Praise for Nell Perry

“Nell Perry’s poetry is a kind of etymological and bodily-oriented poetry which was deeply engrossing and felt expansive… Perry’s work is work and sometimes a poetics of how meaning escapes and contorts us, of how social forces act upon the conceptions of the body and shift it under our own gaze can only be work, but it is bursting with avenues of exploration and a depth of image that is joy for the attendant reader.”
Josh Allsop, “Osmosis”


”Nell Perry’s Unspeakable Patterns of the House is an organology of the psyche, the body, technology, the quantum realm and chloroplast, the habitat and the life-forms within it. [To read it] is to feel viscerally into the inherent polyphony and plastiglomerate matters of many agents and abstracted entities: the multivocal discourse of life and death in the anthropocene.”
Maria Sledmere, “Blackbox Manifold”


”Nell Perry’s poems return to sensation, argument, thought.
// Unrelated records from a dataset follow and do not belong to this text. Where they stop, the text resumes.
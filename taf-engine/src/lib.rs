//! Asynchronous trust assessment engine.
//!
//! Wires the trust assessment manager, the trust source handlers, the
//! trust model manager and a sharded worker pool together behind a small
//! handle: envelopes go in through [`EngineHandle::submit`], responses and
//! evidence-source requests come out through a [`Transport`].

#![warn(clippy::pedantic)]
#![deny(clippy::unwrap_used)]

pub mod config;
pub mod crypto;
pub mod error;
pub mod fusion;
pub mod message;
pub mod pool;
pub mod session;
pub mod sources;
pub mod tam;
pub mod tmm;
pub mod transport;
pub mod tsm;
pub mod validator;
pub mod worker;

use std::sync::Arc;

use taf_core::TemplateRegistry;
use tokio::sync::{mpsc, watch};
use tokio::task::JoinHandle;

pub use config::EngineConfig;
pub use error::{EngineError, FusionError, TransportError};
pub use message::{Envelope, MessageType};
pub use transport::{ChannelTransport, Outbound, Transport};

use crate::crypto::Crypto;
use crate::fusion::{FusionEngine, InternalFusion};
use crate::pool::WorkerPool;
use crate::tam::{Channels, TrustAssessmentManager};
use crate::tmm::TrustModelManager;
use crate::validator::{SchemaValidator, SerdeValidator};

/// Pluggable collaborators of the engine.
pub struct Collaborators {
    pub fusion: Arc<dyn FusionEngine>,
    pub crypto: Box<dyn Crypto>,
    pub validator: Box<dyn SchemaValidator>,
}

impl Collaborators {
    /// Internal fusion, serde validation and the crypto the configuration
    /// asks for.
    ///
    /// # Errors
    /// Returns [`EngineError::Config`] if an external fusion engine is
    /// requested, since none ships with this crate.
    pub fn from_config(config: &EngineConfig) -> Result<Self, EngineError> {
        if !config.tlee.use_internal_tlee {
            return Err(EngineError::Config("no external trust level expression engine is available".to_owned()));
        }
        Ok(Self {
            fusion: Arc::new(InternalFusion),
            crypto: crypto::from_config(&config.crypto),
            validator: Box::new(SerdeValidator),
        })
    }
}

/// Running engine.
pub struct EngineHandle {
    inbound: mpsc::Sender<Envelope>,
    shutdown: watch::Sender<bool>,
    task: JoinHandle<()>,
}

impl EngineHandle {
    /// Starts the engine with the collaborators the configuration implies.
    ///
    /// Must be called from within a tokio runtime.
    ///
    /// # Errors
    /// Returns [`EngineError::Config`] if the configuration is invalid.
    pub fn start(
        config: EngineConfig,
        registry: TemplateRegistry,
        transport: Arc<dyn Transport>,
    ) -> Result<Self, EngineError> {
        let collaborators = Collaborators::from_config(&config)?;
        Self::start_with(config, registry, transport, collaborators)
    }

    /// Starts the engine with explicit collaborators.
    ///
    /// # Errors
    /// Returns [`EngineError::Config`] if the configuration is invalid.
    pub fn start_with(
        config: EngineConfig,
        registry: TemplateRegistry,
        transport: Arc<dyn Transport>,
        collaborators: Collaborators,
    ) -> Result<Self, EngineError> {
        config.validate()?;
        let (inbound_tx, inbound) = mpsc::channel(config.chan_buf_size);
        let (internal_tx, internal) = mpsc::unbounded_channel();
        let (events_tx, events) = mpsc::unbounded_channel();
        let (shutdown_tx, shutdown) = watch::channel(false);

        let pool = WorkerPool::spawn(
            config.tam.trust_model_instance_shards,
            config.chan_buf_size,
            &collaborators.fusion,
            &events_tx,
        );
        drop(events_tx);
        let tmm = TrustModelManager::new(registry, config.v2x.node_ttl());
        let tam = TrustAssessmentManager::new(
            config,
            tmm,
            pool,
            transport,
            collaborators.crypto,
            collaborators.validator,
            internal_tx,
        );
        let task = tokio::spawn(tam.run(Channels { inbound, internal, events, shutdown }));
        Ok(Self { inbound: inbound_tx, shutdown: shutdown_tx, task })
    }

    /// Queues an inbound envelope, waiting while the queue is full.
    ///
    /// # Errors
    /// Returns [`EngineError::QueueClosed`] if the engine has stopped.
    pub async fn submit(&self, envelope: Envelope) -> Result<(), EngineError> {
        self.inbound.send(envelope).await.map_err(|_| EngineError::QueueClosed("inbound"))
    }

    /// A sender for feeding envelopes from other tasks.
    #[must_use]
    pub fn sender(&self) -> mpsc::Sender<Envelope> {
        self.inbound.clone()
    }

    /// Stops accepting input, processes what is queued and waits for the
    /// workers to finish.
    pub async fn shutdown(self) {
        if self.shutdown.send(true).is_err() {
            tracing::debug!("engine already stopped");
        }
        drop(self.inbound);
        if let Err(e) = self.task.await {
            tracing::error!(error = %e, "engine task failed");
        }
    }
}

#[cfg(test)]
mod tests {
    use super::*;

    #[test]
    fn external_fusion_is_not_available() {
        let mut config = EngineConfig::default();
        config.tlee.use_internal_tlee = false;
        assert!(matches!(Collaborators::from_config(&config), Err(EngineError::Config(_))));
    }

    #[tokio::test]
    async fn sending_after_shutdown_fails() {
        let (transport, _outbound) = ChannelTransport::new(4);
        let engine = match EngineHandle::start(EngineConfig::default(), TemplateRegistry::new(), Arc::new(transport)) {
            Ok(engine) => engine,
            Err(e) => panic!("engine failed to start: {e}"),
        };
        let sender = engine.sender();
        engine.shutdown().await;
        let envelope = match Envelope::new(MessageType::TasTmtDiscover, "app", &serde_json::json!({})) {
            Ok(e) => e,
            Err(e) => panic!("envelope: {e}"),
        };
        assert!(sender.send(envelope).await.is_err(), "inbound is closed once the engine stopped");
    }
}
//! Trust level evaluation over a trust graph snapshot.
//!
//! A [`FusionEngine`] turns an instance's structure and values into one
//! actual trust level per proposition. The engine calls it only after an
//! update changed the instance's version.

use std::collections::BTreeMap;
use std::fmt;

use taf_core::{EntityId, SubjectiveOpinion, TmiId, TrustGraphStructure, TrustRelationship, TrustValues};

use crate::error::FusionError;

/// Actual trust level per proposition.
pub type Atls = BTreeMap<EntityId, SubjectiveOpinion>;

pub trait FusionEngine: Send + Sync + fmt::Debug {
    /// Evaluates one snapshot. Must be a pure function of its inputs.
    ///
    /// # Errors
    /// Returns [`FusionError`] if the graph cannot be evaluated.
    fn run(
        &self,
        id: &TmiId,
        version: u64,
        fingerprint: u32,
        structure: &TrustGraphStructure,
        values: &TrustValues,
    ) -> Result<Atls, FusionError>;
}

/// Path-based fusion for small graphs.
///
/// For every proposition, each simple path from the root to the
/// proposition is discounted edge by edge, then the paths are fused with
/// the structure's fusion operator. Propositions no path reaches are left
/// out of the result.
#[derive(Debug, Clone, Copy, Default)]
pub struct InternalFusion;

type Edges<'a> = BTreeMap<&'a EntityId, BTreeMap<&'a EntityId, SubjectiveOpinion>>;

fn edges(relationships: &[TrustRelationship]) -> Edges<'_> {
    let mut edges = Edges::new();
    for relationship in relationships {
        edges.entry(&relationship.source).or_default().insert(&relationship.destination, relationship.opinion);
    }
    edges
}

struct PathSearch<'a> {
    structure: &'a TrustGraphStructure,
    edges: Edges<'a>,
    target: &'a EntityId,
    visited: Vec<&'a EntityId>,
    current: Vec<SubjectiveOpinion>,
    found: Vec<Vec<SubjectiveOpinion>>,
}

impl<'a> PathSearch<'a> {
    fn walk(&mut self, from: &'a EntityId) {
        let structure = self.structure;
        self.visited.push(from);
        for next in structure.targets_of(from) {
            if self.visited.contains(&next) {
                continue;
            }
            let Some(opinion) = self.edges.get(from).and_then(|out| out.get(next)).copied() else {
                continue;
            };
            self.current.push(opinion);
            if next == self.target {
                self.found.push(self.current.clone());
            } else {
                self.walk(next);
            }
            self.current.pop();
        }
        self.visited.pop();
    }
}

impl FusionEngine for InternalFusion {
    fn run(
        &self,
        id: &TmiId,
        version: u64,
        fingerprint: u32,
        structure: &TrustGraphStructure,
        values: &TrustValues,
    ) -> Result<Atls, FusionError> {
        if values.is_empty() {
            return Ok(Atls::new());
        }
        let root = structure.root().ok_or_else(|| FusionError::MissingRoot { tmi: id.clone() })?;
        let operator_error = |e: taf_core::CoreError| FusionError::Operator { tmi: id.clone(), reason: e.to_string() };

        let mut atls = Atls::new();
        for (scope, relationships) in values {
            let mut search = PathSearch {
                structure,
                edges: edges(relationships),
                target: scope,
                visited: Vec::new(),
                current: Vec::new(),
                found: Vec::new(),
            };
            search.walk(root);
            if search.found.is_empty() {
                tracing::debug!(tmi = %id, version, fingerprint, %scope, "no trust path to proposition");
                continue;
            }
            let mut discounted = Vec::with_capacity(search.found.len());
            for path in &search.found {
                let Some((first, rest)) = path.split_first() else {
                    continue;
                };
                let opinion = rest.iter().try_fold(*first, |trust, next| {
                    structure.discount_operator.discount(&trust, next).map_err(operator_error)
                })?;
                discounted.push(opinion);
            }
            let fused = structure.fusion_operator.fuse_all(&discounted).map_err(operator_error)?;
            atls.insert(scope.clone(), fused);
        }
        Ok(atls)
    }
}

#[cfg(test)]
mod tests {
    use taf_core::{AdjacencyEntry, DiscountOperator, FusionOperator};

    use super::*;

    fn id(raw: &str) -> EntityId {
        match raw.parse() {
            Ok(id) => id,
            Err(e) => panic!("invalid id {raw}: {e}"),
        }
    }

    fn opinion(b: f64, d: f64, u: f64) -> SubjectiveOpinion {
        match SubjectiveOpinion::new(b, d, u, 0.5) {
            Ok(o) => o,
            Err(e) => panic!("invalid opinion: {e}"),
        }
    }

    fn run(structure: &TrustGraphStructure, values: &TrustValues) -> Result<Atls, FusionError> {
        InternalFusion.run(&TmiId::new("t"), 1, 0, structure, values)
    }

    fn structure(adjacency: Vec<AdjacencyEntry>) -> TrustGraphStructure {
        TrustGraphStructure::new(FusionOperator::CumulativeFusion, DiscountOperator::OppositeBeliefDiscount, adjacency)
    }

    #[test]
    fn direct_edge_is_returned_unchanged() {
        let graph = structure(vec![AdjacencyEntry::new(id("TAF"), vec![id("VC1")])]);
        let trust = opinion(0.6, 0.1, 0.3);
        let values = TrustValues::from([(id("VC1"), vec![TrustRelationship::new(id("TAF"), id("VC1"), trust)])]);
        let atls = match run(&graph, &values) {
            Ok(a) => a,
            Err(e) => panic!("fusion failed: {e}"),
        };
        assert!(atls.get(&id("VC1")).is_some_and(|o| o.approx_eq(&trust)));
    }

    #[test]
    fn referral_path_is_discounted_and_fused_with_direct_path() {
        let graph = structure(vec![
            AdjacencyEntry::new(id("V_ego"), vec![id("C_5_19"), id("V_5")]),
            AdjacencyEntry::new(id("V_5"), vec![id("C_5_19")]),
        ]);
        let direct = opinion(0.5, 0.0, 0.5);
        let referral = opinion(0.5, 0.0, 0.5);
        let values = TrustValues::from([(
            id("C_5_19"),
            vec![
                TrustRelationship::new(id("V_5"), id("C_5_19"), SubjectiveOpinion::FULL_BELIEF),
                TrustRelationship::new(id("V_ego"), id("C_5_19"), direct),
                TrustRelationship::new(id("V_ego"), id("V_5"), referral),
            ],
        )]);
        let atls = match run(&graph, &values) {
            Ok(a) => a,
            Err(e) => panic!("fusion failed: {e}"),
        };
        let Some(fused) = atls.get(&id("C_5_19")) else {
            panic!("proposition missing from result");
        };
        let discounted = match DiscountOperator::OppositeBeliefDiscount.discount(&referral, &SubjectiveOpinion::FULL_BELIEF) {
            Ok(o) => o,
            Err(e) => panic!("discount failed: {e}"),
        };
        let expected = match direct.cumulative_fusion(&discounted) {
            Ok(o) => o,
            Err(e) => panic!("fusion failed: {e}"),
        };
        assert!(fused.approx_eq(&expected), "got {fused}, expected {expected}");
        assert!(fused.belief() > direct.belief(), "a corroborating path must add belief");
    }

    #[test]
    fn proposition_without_path_is_left_out() {
        let graph = structure(vec![AdjacencyEntry::new(id("TAF"), vec![id("VC1")])]);
        let values = TrustValues::from([(
            id("VC2"),
            vec![TrustRelationship::new(id("TAF"), id("VC2"), SubjectiveOpinion::FULL_BELIEF)],
        )]);
        assert!(matches!(run(&graph, &values), Ok(atls) if atls.is_empty()));
    }

    #[test]
    fn graph_without_root_is_an_error() {
        let graph = structure(vec![
            AdjacencyEntry::new(id("A"), vec![id("B")]),
            AdjacencyEntry::new(id("B"), vec![id("A")]),
        ]);
        let values =
            TrustValues::from([(id("B"), vec![TrustRelationship::new(id("A"), id("B"), SubjectiveOpinion::FULL_BELIEF)])]);
        assert!(matches!(run(&graph, &values), Err(FusionError::MissingRoot { .. })));
    }

    #[test]
    fn empty_values_need_no_structure() {
        assert!(matches!(run(&structure(vec![]), &TrustValues::new()), Ok(atls) if atls.is_empty()));
    }
}
//! Shard worker: exclusive owner of a set of trust model instances.
//!
//! A worker processes its command queue strictly in arrival order. After an
//! update changes an instance's version it runs fusion and reports the new
//! result set to the assessment manager.

use std::collections::BTreeMap;
use std::sync::Arc;

use taf_core::{AtlResultSet, FullTmiId, ManagedInstance, Params, TrustModelInstance, Update};
use tokio::sync::mpsc;

use crate::error::FusionError;
use crate::fusion::FusionEngine;

/// Commands addressed to the worker owning `tmi`.
#[derive(Debug)]
pub enum WorkerCommand {
    /// Take ownership of a freshly spawned instance and initialize it.
    Init { tmi: FullTmiId, instance: Box<dyn TrustModelInstance>, params: Params },
    Update { tmi: FullTmiId, update: Update },
    Remove { tmi: FullTmiId },
}

impl WorkerCommand {
    /// Routing key.
    #[must_use]
    pub fn tmi(&self) -> &FullTmiId {
        match self {
            Self::Init { tmi, .. } | Self::Update { tmi, .. } | Self::Remove { tmi } => tmi,
        }
    }
}

/// Reports from workers to the assessment manager.
#[derive(Debug, Clone, PartialEq)]
pub enum WorkerEvent {
    AtlUpdated(AtlResultSet),
    FusionFailed { tmi: FullTmiId, error: FusionError },
}

pub struct Worker {
    shard: usize,
    instances: BTreeMap<FullTmiId, ManagedInstance>,
    fusion: Arc<dyn FusionEngine>,
    events: mpsc::UnboundedSender<WorkerEvent>,
}

impl Worker {
    #[must_use]
    pub fn new(shard: usize, fusion: Arc<dyn FusionEngine>, events: mpsc::UnboundedSender<WorkerEvent>) -> Self {
        Self { shard, instances: BTreeMap::new(), fusion, events }
    }

    /// Processes commands until every sender is dropped. Commands already
    /// queued at that point are still processed.
    pub async fn run(mut self, mut commands: mpsc::Receiver<WorkerCommand>) {
        tracing::debug!(shard = self.shard, "worker started");
        while let Some(command) = commands.recv().await {
            self.handle(command);
        }
        for instance in self.instances.values_mut() {
            instance.cleanup();
        }
        tracing::debug!(shard = self.shard, "worker stopped");
    }

    pub fn handle(&mut self, command: WorkerCommand) {
        match command {
            WorkerCommand::Init { tmi, instance, params } => {
                let mut managed = ManagedInstance::new(instance);
                managed.initialize(&params);
                tracing::info!(shard = self.shard, %tmi, "instance initialized");
                self.evaluate(&tmi, &managed);
                if let Some(mut replaced) = self.instances.insert(tmi, managed) {
                    replaced.cleanup();
                }
            }
            WorkerCommand::Update { tmi, update } => {
                let Some(managed) = self.instances.get_mut(&tmi) else {
                    tracing::debug!(shard = self.shard, %tmi, kind = update.kind(), "update for unknown instance");
                    return;
                };
                if managed.apply(&update) {
                    tracing::debug!(shard = self.shard, %tmi, kind = update.kind(), "instance changed");
                    let managed = &*managed;
                    Self::evaluate_with(self.shard, self.fusion.as_ref(), &self.events, &tmi, managed);
                }
            }
            WorkerCommand::Remove { tmi } => {
                if let Some(mut managed) = self.instances.remove(&tmi) {
                    managed.cleanup();
                    tracing::info!(shard = self.shard, %tmi, "instance removed");
                }
            }
        }
    }

    /// Number of instances this worker owns.
    #[must_use]
    pub fn len(&self) -> usize {
        self.instances.len()
    }

    #[must_use]
    pub fn is_empty(&self) -> bool {
        self.instances.is_empty()
    }

    fn evaluate(&self, tmi: &FullTmiId, managed: &ManagedInstance) {
        Self::evaluate_with(self.shard, self.fusion.as_ref(), &self.events, tmi, managed);
    }

    fn evaluate_with(
        shard: usize,
        fusion: &dyn FusionEngine,
        events: &mpsc::UnboundedSender<WorkerEvent>,
        tmi: &FullTmiId,
        managed: &ManagedInstance,
    ) {
        let instance = managed.instance();
        let version = instance.version();
        let event = match fusion.run(instance.id(), version, instance.fingerprint(), &instance.structure(), &instance.values())
        {
            Ok(atls) => WorkerEvent::AtlUpdated(AtlResultSet::evaluate(tmi.clone(), version, atls, &instance.rtls())),
            Err(error) => {
                tracing::warn!(shard, %tmi, version, %error, "fusion failed");
                WorkerEvent::FusionFailed { tmi: tmi.clone(), error }
            }
        };
        if events.send(event).is_err() {
            tracing::debug!(shard, %tmi, "assessment manager gone, dropping result");
        }
    }
}

#[cfg(test)]
mod tests {
    use taf_core::{ClientId, EntityId, SessionId, SubjectiveOpinion, TmiId, TrustModelTemplate, TrustSource};
    use taf_models::VehicleComputerMigration;

    use super::*;
    use crate::fusion::InternalFusion;

    fn vcm_instance() -> Box<dyn TrustModelInstance> {
        match VehicleComputerMigration.spawn(&Params::new()) {
            Ok(spawned) => match spawned.instance {
                Some(instance) => instance,
                None => panic!("static template must yield an instance"),
            },
            Err(e) => panic!("spawn failed: {e}"),
        }
    }

    fn named(name: &str) -> EntityId {
        match EntityId::named(name) {
            Ok(id) => id,
            Err(e) => panic!("invalid id: {e}"),
        }
    }

    fn full_id() -> FullTmiId {
        FullTmiId::new(ClientId::new("c"), SessionId::new("s"), "VCM@0.0.1", TmiId::new("VCM"))
    }

    fn worker() -> (Worker, mpsc::UnboundedReceiver<WorkerEvent>) {
        let (tx, rx) = mpsc::unbounded_channel();
        (Worker::new(0, Arc::new(InternalFusion), tx), rx)
    }

    #[test]
    fn init_reports_initial_result_set() {
        let (mut worker, mut events) = worker();
        worker.handle(WorkerCommand::Init { tmi: full_id(), instance: vcm_instance(), params: Params::new() });
        assert_eq!(worker.len(), 1);
        match events.try_recv() {
            Ok(WorkerEvent::AtlUpdated(results)) => assert_eq!(results.version(), 0),
            other => panic!("expected initial result set, got {other:?}"),
        }
    }

    #[test]
    fn only_version_changes_trigger_fusion() {
        let (mut worker, mut events) = worker();
        worker.handle(WorkerCommand::Init { tmi: full_id(), instance: vcm_instance(), params: Params::new() });
        let _initial = events.try_recv();

        let untracked = Update::atomic(SubjectiveOpinion::FULL_BELIEF, TrustSource::Aiv, named("TAF"), named("VC9"));
        worker.handle(WorkerCommand::Update { tmi: full_id(), update: untracked });
        assert!(events.try_recv().is_err(), "unchanged version must not run fusion");

        let tracked = Update::atomic(SubjectiveOpinion::FULL_BELIEF, TrustSource::Aiv, named("TAF"), named("VC1"));
        worker.handle(WorkerCommand::Update { tmi: full_id(), update: tracked });
        match events.try_recv() {
            Ok(WorkerEvent::AtlUpdated(results)) => {
                assert_eq!(results.version(), 1);
                assert_eq!(results.decision(&named("VC1")), Some(true));
            }
            other => panic!("expected updated result set, got {other:?}"),
        }
    }

    #[test]
    fn removed_instance_ignores_updates() {
        let (mut worker, mut events) = worker();
        worker.handle(WorkerCommand::Init { tmi: full_id(), instance: vcm_instance(), params: Params::new() });
        let _initial = events.try_recv();
        worker.handle(WorkerCommand::Remove { tmi: full_id() });
        assert!(worker.is_empty());
        let update = Update::atomic(SubjectiveOpinion::FULL_BELIEF, TrustSource::Aiv, named("TAF"), named("VC1"));
        worker.handle(WorkerCommand::Update { tmi: full_id(), update });
        assert!(events.try_recv().is_err());
    }

    #[tokio::test]
    async fn run_drains_queue_before_exit() {
        let (worker, mut events) = worker();
        let (tx, rx) = mpsc::channel(4);
        let update = Update::atomic(SubjectiveOpinion::FULL_BELIEF, TrustSource::Aiv, named("TAF"), named("VC2"));
        for command in [
            WorkerCommand::Init { tmi: full_id(), instance: vcm_instance(), params: Params::new() },
            WorkerCommand::Update { tmi: full_id(), update },
        ] {
            if tx.send(command).await.is_err() {
                panic!("queue closed early");
            }
        }
        drop(tx);
        worker.run(rx).await;
        let mut versions = Vec::new();
        while let Ok(WorkerEvent::AtlUpdated(results)) = events.try_recv() {
            versions.push(results.version());
        }
        assert_eq!(versions, vec![0, 1]);
    }
}
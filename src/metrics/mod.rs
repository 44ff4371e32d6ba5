pub mod exporter;

pub use exporter::JitterMetricsExporter;

/// Snapshot of a jitter buffer's counters. Every counter is cumulative over
/// the buffer's lifetime and never decreases; `current_depth` and
/// `peak_depth` are levels, in elements.
#[derive(Debug, Default, Clone, Copy, PartialEq, Eq)]
pub struct Metrics {
    /// Elements written into the buffer.
    pub enqueued: u64,
    /// Packets that wrote at least one element.
    pub filled_packets: u64,
    /// Elements that arrived behind the read cursor.
    pub dropped_stale: u64,
    /// Elements that did not fit in the window.
    pub dropped_overflow: u64,
    /// Elements whose position already held real data.
    pub dropped_duplicate: u64,
    /// Elements synthesized by the concealment handler.
    pub concealed: u64,
    /// Concealed elements replaced by real data before playout.
    pub updated: u64,
    /// Late elements whose position had already been played out as concealment.
    pub update_missed: u64,
    /// Positions jumped over when the window was advanced for an early packet.
    pub skipped: u64,
    /// Elements handed to the consumer.
    pub dequeued: u64,
    /// Elements requested before the buffer had a read position.
    pub underruns: u64,
    pub current_depth: usize,
    pub peak_depth: usize,
}

impl Metrics {
    pub fn dropped(&self) -> u64 {
        self.dropped_stale + self.dropped_overflow + self.dropped_duplicate
    }
}
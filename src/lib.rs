//! Playout jitter buffer for real-time media.
//!
//! Packets arrive from the network out of order, duplicated or not at all;
//! a consumer pulls fixed-size elements at its own cadence. The
//! [`JitterBuffer`] reorders what arrives inside a bounded window, conceals
//! what is missing when it is due, and keeps counters for whatever adapts
//! the buffering depth upstream.

pub mod buffers;
pub mod concealment;
pub mod logging;
pub mod metrics;
pub mod packet;

pub use buffers::{BufferError, ConcealmentMode, JitterBuffer, JitterBufferConfig};
pub use concealment::{Concealment, ConcealmentSlot, SharedConcealment, Silence};
pub use logging::{LogCrateSink, LogSink, NullSink, SharedLogSink};
pub use metrics::Metrics;
pub use packet::{Packet, PacketError};

use thiserror::Error;

/// Contract violation reported by a jitter buffer. Loss, reordering and
/// underruns are never errors.
#[derive(Debug, Error, PartialEq, Clone)]
pub enum JitterError {
    #[error(transparent)]
    PacketError(#[from] PacketError),
    #[error(transparent)]
    BufferError(#[from] BufferError),
}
I thought I knew what it was ‘about’ – a kind of kick against any vulgar logic of fate, from psychoanalysis to astrology to biology. But each time I read it something different happens, and what could be more pleasing: a living thing.”
Luke Roberts


Nell Perry’s Venusberg is a deranged linguistic space; media language structures appropriated, disrupted and regurgitated as new and mutilated text. A fractured and psychotic incarnation of the gendered political machine, distorted into a polyphony of dismembered consumer-capitalist voices.”